Find $1_6 + 2_6 + 3_6 + \cdots + 45_6$. Express your answer in base $6$.
Answer: By the arithmetic series formula, it follows that $$1_6 + 2_6 + 3_6 + \cdots + 45_6 = \frac{45_6 \times 50_6}{2}$$(notice that this formula remains the same as the base $10$ formula, as the derivation remains the same). We can ignore the $0$ for now, and evaluate the product $45_6 \times 5_6$ (and append a $0$ at the end). Evaluating the units digit, we need to multiply $5_6 \times 5_6 = 25_{10} = 41_{6}$. Thus, the next digit is a $1$ and $4$ is carried over.
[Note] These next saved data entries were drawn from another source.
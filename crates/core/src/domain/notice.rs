// Notices emitted by queue operations
//
// Notices are structured; wording is decided by whoever delivers them.
// The Display impl is a plain-text fallback.

use crate::domain::admission::HeadsUp;
use crate::domain::identity::{AssignmentId, ChannelId, QuestionIndex};
use crate::domain::question::Answer;
use serde::Serialize;
use std::fmt;

#[derive(Debug, Clone, PartialEq, Eq, Serialize)]
#[serde(tag = "kind", rename_all = "snake_case")]
pub enum Notice {
    /// Popped by take-next while not in voice; placed back in line
    SkippedNotReady { channel: ChannelId },

    /// Informational position update after an admission
    HeadsUp {
        channel: ChannelId,
        place: HeadsUp,
        in_voice: bool,
    },

    /// Put back by a reviewer; `position` is 0-based
    ReturnedToQueue { channel: ChannelId, position: usize },

    /// Reviewing of an assignment stopped while the participant waited for it
    AssignmentClosed {
        channel: ChannelId,
        assignment: AssignmentId,
    },

    QuestionAnswered {
        channel: ChannelId,
        index: QuestionIndex,
        question: String,
        answer: Answer,
    },

    AnswerAmended {
        channel: ChannelId,
        index: QuestionIndex,
        question: String,
        amendment: String,
    },
}

impl fmt::Display for Notice {
    fn fmt(&self, f: &mut fmt::Formatter<'_>) -> fmt::Result {
        match self {
            Notice::SkippedNotReady { channel } => write!(
                f,
                "You were invited by a reviewer in <#{channel}>, but you're not in a voice channel yet! \
                 You will be placed back in the queue."
            ),
            Notice::HeadsUp {
                channel,
                place,
                in_voice,
            } => {
                match place {
                    HeadsUp::Next => write!(f, "Get ready! You're next in line for the queue in <#{channel}>!")?,
                    HeadsUp::Second => write!(f, "Almost there, you're second in line for the queue in <#{channel}>!")?,
                    HeadsUp::Fifth => write!(f, "You're fifth in line for the queue in <#{channel}>!")?,
                }
                if !in_voice {
                    write!(f, " Please join a general voice channel so you can be moved!")?;
                }
                Ok(())
            }
            Notice::ReturnedToQueue { channel, position } => write!(
                f,
                "You were moved back into the queue in <#{channel}> at position {}, \
                 probably because you didn't respond.",
                position + 1
            ),
            Notice::AssignmentClosed {
                channel,
                assignment,
            } => write!(
                f,
                "Reviewing of assignment {assignment} in <#{channel}> has stopped; you were removed from its queue."
            ),
            Notice::QuestionAnswered {
                index,
                question,
                answer,
                ..
            } => match answer {
                Answer::Text { text, .. } => write!(
                    f,
                    "Question {index} has been answered!\nQuestion: {question}\nAnswer: {text}"
                ),
                Answer::Voice { answerer, location } => write!(
                    f,
                    "Question {index} will be answered in voice channel <#{location}> by <@{answerer}>!\nQuestion: {question}"
                ),
            },
            Notice::AnswerAmended {
                index,
                question,
                amendment,
                ..
            } => write!(
                f,
                "The answer to question {index} was amended.\nQuestion: {question}\nAddendum: {amendment}"
            ),
        }
    }
}
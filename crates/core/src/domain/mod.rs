// Domain Layer - Pure queue state and rules, no I/O

pub mod admission;
pub mod error;
pub mod identity;
pub mod multi_review;
pub mod notice;
pub mod outcome;
pub mod question;
pub mod record;
pub mod review;
pub mod snapshot;

// Re-exports
pub use admission::{HeadsUp, DEFAULT_PUT_BACK_POSITION, REINSERT_CAP};
pub use error::DomainError;
pub use identity::{
    AssignmentId, ChannelId, GuildId, ParticipantId, QuestionIndex, QueueIdentity, ReviewerId,
    VariantTag, VoiceLocation,
};
pub use multi_review::{ActiveAssignment, MultiAssignmentReviewQueue};
pub use notice::Notice;
pub use outcome::{
    AddOutcome, AmendOutcome, AnswerOutcome, ConvertOutcome, FollowOutcome, LanePosition,
    PositionReport, PutBackOutcome, QuestionAsked, QuestionPosition, RemoveOutcome, TakeNextOutcome,
    ToggleOutcome,
};
pub use question::{Amendment, Answer, AnsweredQuestion, FollowableQuestion, Question, QuestionQueue};
pub use record::{QueueBody, QueueHeader, QueueRecord, QueueSize};
pub use review::{Assignment, SimpleReviewQueue};
pub use snapshot::QueueSnapshot;
// Simple Review Queue Domain Model

use crate::domain::admission::clamp_position;
use crate::domain::identity::{AssignmentId, ParticipantId, ReviewerId, VoiceLocation};
use crate::domain::outcome::{AddOutcome, PositionReport, RemoveOutcome};
use std::collections::{BTreeSet, HashMap, VecDeque};
use tracing::debug;

/// A participant currently held by a reviewer
#[derive(Debug, Clone, PartialEq, Eq)]
pub struct Assignment {
    pub participant: ParticipantId,
    /// Where the participant was before being moved to the reviewer
    pub prior_location: Option<VoiceLocation>,
}

/// FIFO of participants waiting for any reviewer.
///
/// Invariants:
/// - a participant id appears at most once in `waiting`
/// - a participant is assigned to at most one reviewer
#[derive(Debug, Clone, Default)]
pub struct SimpleReviewQueue {
    waiting: VecDeque<ParticipantId>,
    assigned: HashMap<ReviewerId, Assignment>,
    open_assignments: BTreeSet<AssignmentId>,
}

impl SimpleReviewQueue {
    pub fn new() -> Self {
        Self::default()
    }

    /// Build from a persisted waiting list; later duplicates are dropped
    pub fn from_waiting(ids: impl IntoIterator<Item = ParticipantId>) -> Self {
        let mut queue = Self::new();
        for id in ids {
            queue.add(id);
        }
        queue
    }

    pub fn len(&self) -> usize {
        self.waiting.len()
    }

    pub fn is_empty(&self) -> bool {
        self.waiting.is_empty()
    }

    pub fn waiting(&self) -> &VecDeque<ParticipantId> {
        &self.waiting
    }

    /// Mutable access for the admission loop, which only pops and re-inserts
    pub(crate) fn waiting_mut(&mut self) -> &mut VecDeque<ParticipantId> {
        &mut self.waiting
    }

    pub fn position(&self, participant: ParticipantId) -> Option<usize> {
        self.waiting.iter().position(|p| *p == participant)
    }

    pub fn add(&mut self, participant: ParticipantId) -> AddOutcome {
        if let Some(position) = self.position(participant) {
            return AddOutcome::AlreadyQueued { position };
        }
        self.waiting.push_back(participant);
        AddOutcome::Added {
            position: self.waiting.len() - 1,
        }
    }

    pub fn remove(&mut self, participant: ParticipantId) -> RemoveOutcome {
        match self.position(participant) {
            Some(position) => {
                self.waiting.remove(position);
                RemoveOutcome::Removed
            }
            None => RemoveOutcome::NotFound,
        }
    }

    pub fn where_is(&self, participant: ParticipantId) -> PositionReport {
        match self.position(participant) {
            Some(position) => PositionReport::Queued { position },
            None => PositionReport::NotQueued,
        }
    }

    /// Insert at a clamped position, moving the participant if already waiting.
    /// Returns the final 0-based position.
    pub fn insert_at(&mut self, participant: ParticipantId, requested: Option<usize>) -> usize {
        self.remove(participant);
        let position = clamp_position(requested, self.waiting.len());
        self.waiting.insert(position, participant);
        position
    }

    pub fn assignment(&self, reviewer: ReviewerId) -> Option<&Assignment> {
        self.assigned.get(&reviewer)
    }

    pub fn assignments(&self) -> impl Iterator<Item = (&ReviewerId, &Assignment)> {
        self.assigned.iter()
    }

    /// Record a reviewer's assignment.
    ///
    /// A previous assignment of the same reviewer is overwritten without
    /// re-queueing; another reviewer holding the same participant loses it.
    pub fn assign(&mut self, reviewer: ReviewerId, assignment: Assignment) -> Option<Assignment> {
        let participant = assignment.participant;
        self.assigned.retain(|other, held| {
            let stale = *other != reviewer && held.participant == participant;
            if stale {
                debug!(reviewer = %other, participant = %participant, "Assignment taken over by another reviewer");
            }
            !stale
        });
        self.assigned.insert(reviewer, assignment)
    }

    pub fn take_assignment(&mut self, reviewer: ReviewerId) -> Option<Assignment> {
        self.assigned.remove(&reviewer)
    }

    pub fn open_assignments(&self) -> &BTreeSet<AssignmentId> {
        &self.open_assignments
    }

    /// Flip the display-only "accepting assignment" flag; true when now open
    pub fn toggle_assignment(&mut self, assignment: AssignmentId) -> bool {
        if self.open_assignments.remove(&assignment) {
            false
        } else {
            self.open_assignments.insert(assignment);
            true
        }
    }

    pub(crate) fn into_parts(
        self,
    ) -> (
        VecDeque<ParticipantId>,
        HashMap<ReviewerId, Assignment>,
        BTreeSet<AssignmentId>,
    ) {
        (self.waiting, self.assigned, self.open_assignments)
    }

    pub(crate) fn from_parts(
        waiting: impl IntoIterator<Item = ParticipantId>,
        assigned: HashMap<ReviewerId, Assignment>,
        open_assignments: BTreeSet<AssignmentId>,
    ) -> Self {
        let mut queue = Self::from_waiting(waiting);
        queue.assigned = assigned;
        queue.open_assignments = open_assignments;
        queue
    }
}

#[cfg(test)]
mod tests {
    use super::*;

    fn p(id: u64) -> ParticipantId {
        ParticipantId(id)
    }

    #[test]
    fn test_add_reports_zero_based_positions() {
        let mut q = SimpleReviewQueue::new();
        assert_eq!(q.add(p(1)), AddOutcome::Added { position: 0 });
        assert_eq!(q.add(p(2)), AddOutcome::Added { position: 1 });
        assert_eq!(q.where_is(p(2)), PositionReport::Queued { position: 1 });
    }

    #[test]
    fn test_add_is_idempotent() {
        let mut q = SimpleReviewQueue::new();
        q.add(p(1));
        q.add(p(2));
        assert_eq!(q.add(p(1)), AddOutcome::AlreadyQueued { position: 0 });
        assert_eq!(q.len(), 2);
    }

    #[test]
    fn test_from_waiting_drops_duplicates() {
        let q = SimpleReviewQueue::from_waiting([p(3), p(1), p(3), p(2)]);
        assert_eq!(q.waiting().iter().map(|x| x.0).collect::<Vec<_>>(), vec![3, 1, 2]);
    }

    #[test]
    fn test_remove() {
        let mut q = SimpleReviewQueue::from_waiting([p(1), p(2)]);
        assert_eq!(q.remove(p(1)), RemoveOutcome::Removed);
        assert_eq!(q.remove(p(1)), RemoveOutcome::NotFound);
        assert_eq!(q.where_is(p(2)), PositionReport::Queued { position: 0 });
        assert_eq!(q.where_is(p(1)), PositionReport::NotQueued);
    }

    #[test]
    fn test_insert_at_clamps_and_never_duplicates() {
        let mut q = SimpleReviewQueue::from_waiting([p(1), p(2), p(3)]);
        assert_eq!(q.insert_at(p(9), Some(50)), 3);
        assert_eq!(q.insert_at(p(2), Some(0)), 0);
        assert_eq!(
            q.waiting().iter().map(|x| x.0).collect::<Vec<_>>(),
            vec![2, 1, 3, 9]
        );
    }

    #[test]
    fn test_assign_transfers_ownership() {
        let mut q = SimpleReviewQueue::new();
        let a = Assignment {
            participant: p(7),
            prior_location: None,
        };
        q.assign(p(100), a.clone());
        q.assign(p(200), a);
        assert!(q.assignment(p(100)).is_none());
        assert_eq!(q.assignment(p(200)).unwrap().participant, p(7));
    }

    #[test]
    fn test_assign_overwrites_previous_silently() {
        let mut q = SimpleReviewQueue::new();
        q.assign(
            p(100),
            Assignment {
                participant: p(1),
                prior_location: None,
            },
        );
        let previous = q.assign(
            p(100),
            Assignment {
                participant: p(2),
                prior_location: None,
            },
        );
        assert_eq!(previous.unwrap().participant, p(1));
        assert!(q.is_empty());
    }

    #[test]
    fn test_toggle_assignment() {
        let mut q = SimpleReviewQueue::new();
        assert!(q.toggle_assignment(AssignmentId(3)));
        assert!(q.open_assignments().contains(&AssignmentId(3)));
        assert!(!q.toggle_assignment(AssignmentId(3)));
        assert!(q.open_assignments().is_empty());
    }
}
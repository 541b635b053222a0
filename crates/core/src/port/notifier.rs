// Notification port
// reason: async-trait 필요 (dyn 호환 async port)
use crate::domain::{GuildId, Notice, ParticipantId, QueueIdentity};
use async_trait::async_trait;
use thiserror::Error;

#[derive(Error, Debug, Clone, PartialEq, Eq)]
pub enum NotifyError {
    #[error("Unknown recipient: {0}")]
    UnknownRecipient(String),

    #[error("Notifier unavailable: {0}")]
    Unavailable(String),
}

/// Delivery of notices to participants and channels
///
/// Callers treat every failure as best-effort: it is logged and the queue
/// operation still succeeds.
#[async_trait]
pub trait Notifier: Send + Sync {
    /// Direct message to one participant
    async fn notify_participant(
        &self,
        guild: GuildId,
        participant: ParticipantId,
        notice: &Notice,
    ) -> Result<(), NotifyError>;

    /// Message posted in the queue's own channel
    async fn notify_channel(&self, identity: QueueIdentity, notice: &Notice) -> Result<(), NotifyError>;
}

// ============================================================================
// Mock Implementations for Testing
// ============================================================================

pub mod mocks {
    use super::*;
    use std::collections::HashSet;
    use std::sync::Mutex;

    /// Where a recorded notice was sent
    #[derive(Debug, Clone, PartialEq, Eq)]
    pub enum Recipient {
        Participant(ParticipantId),
        Channel(QueueIdentity),
    }

    /// Records every notice; selected participants can be made unreachable
    #[derive(Default)]
    pub struct RecordingNotifier {
        sent: Mutex<Vec<(Recipient, Notice)>>,
        unreachable: Mutex<HashSet<ParticipantId>>,
    }

    impl RecordingNotifier {
        pub fn new() -> Self {
            Self::default()
        }

        pub fn make_unreachable(&self, participant: ParticipantId) {
            self.unreachable.lock().unwrap().insert(participant);
        }

        pub fn sent(&self) -> Vec<(Recipient, Notice)> {
            self.sent.lock().unwrap().clone()
        }

        pub fn sent_to(&self, participant: ParticipantId) -> Vec<Notice> {
            self.sent
                .lock()
                .unwrap()
                .iter()
                .filter(|(to, _)| *to == Recipient::Participant(participant))
                .map(|(_, notice)| notice.clone())
                .collect()
        }

        pub fn clear(&self) {
            self.sent.lock().unwrap().clear();
        }
    }

    #[async_trait]
    impl Notifier for RecordingNotifier {
        async fn notify_participant(
            &self,
            _guild: GuildId,
            participant: ParticipantId,
            notice: &Notice,
        ) -> Result<(), NotifyError> {
            if self.unreachable.lock().unwrap().contains(&participant) {
                return Err(NotifyError::UnknownRecipient(participant.to_string()));
            }
            self.sent
                .lock()
                .unwrap()
                .push((Recipient::Participant(participant), notice.clone()));
            Ok(())
        }

        async fn notify_channel(&self, identity: QueueIdentity, notice: &Notice) -> Result<(), NotifyError> {
            self.sent
                .lock()
                .unwrap()
                .push((Recipient::Channel(identity), notice.clone()));
            Ok(())
        }
    }
}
The next digits are given by $4_6 \times 5_6 + 4_6 = 24_{10} = 40_6$. Writing this out:  $$\begin{array}{@{}c@{\;}c@{}c@{}c@{}c@{}c@{}c}
& & & & & \stackrel{4}{4} & \stackrel{}{5}_6 \\
& & & \times & & 5 & 0_6 \\
\cline{4-7} & & & 4 & 0 & 1 & 0_6 \\
\end{array}$$Now, we divide by $2$ to obtain that the answer is $\boxed{2003}_6$. $$
\begin{array}{c|cccc}
\multicolumn{2}{r}{2} & 0 & 0 & 3 \\
\cline{2-5}
2 & 4 & 0 & 1 & 0 \\
\multicolumn{2}{r}{4} & \downarrow & \downarrow & \\ \cline{2-2}
\multicolumn{2}{r}{0} & 0 & 1 & \\
\multicolumn{2}{r}{} & & 0 & \downarrow \\ \cline{4-4}
\multicolumn{2}{r}{} & & 1 & 0 \\
\multicolumn{2}{r}{} & & 1 & 0 \\ \cline{4-5}
\multicolumn{2}{r}{} & & & 0
\end{array}
$$We divide as we do normally; notice that $10_6 \div 2_6 = 3_6$.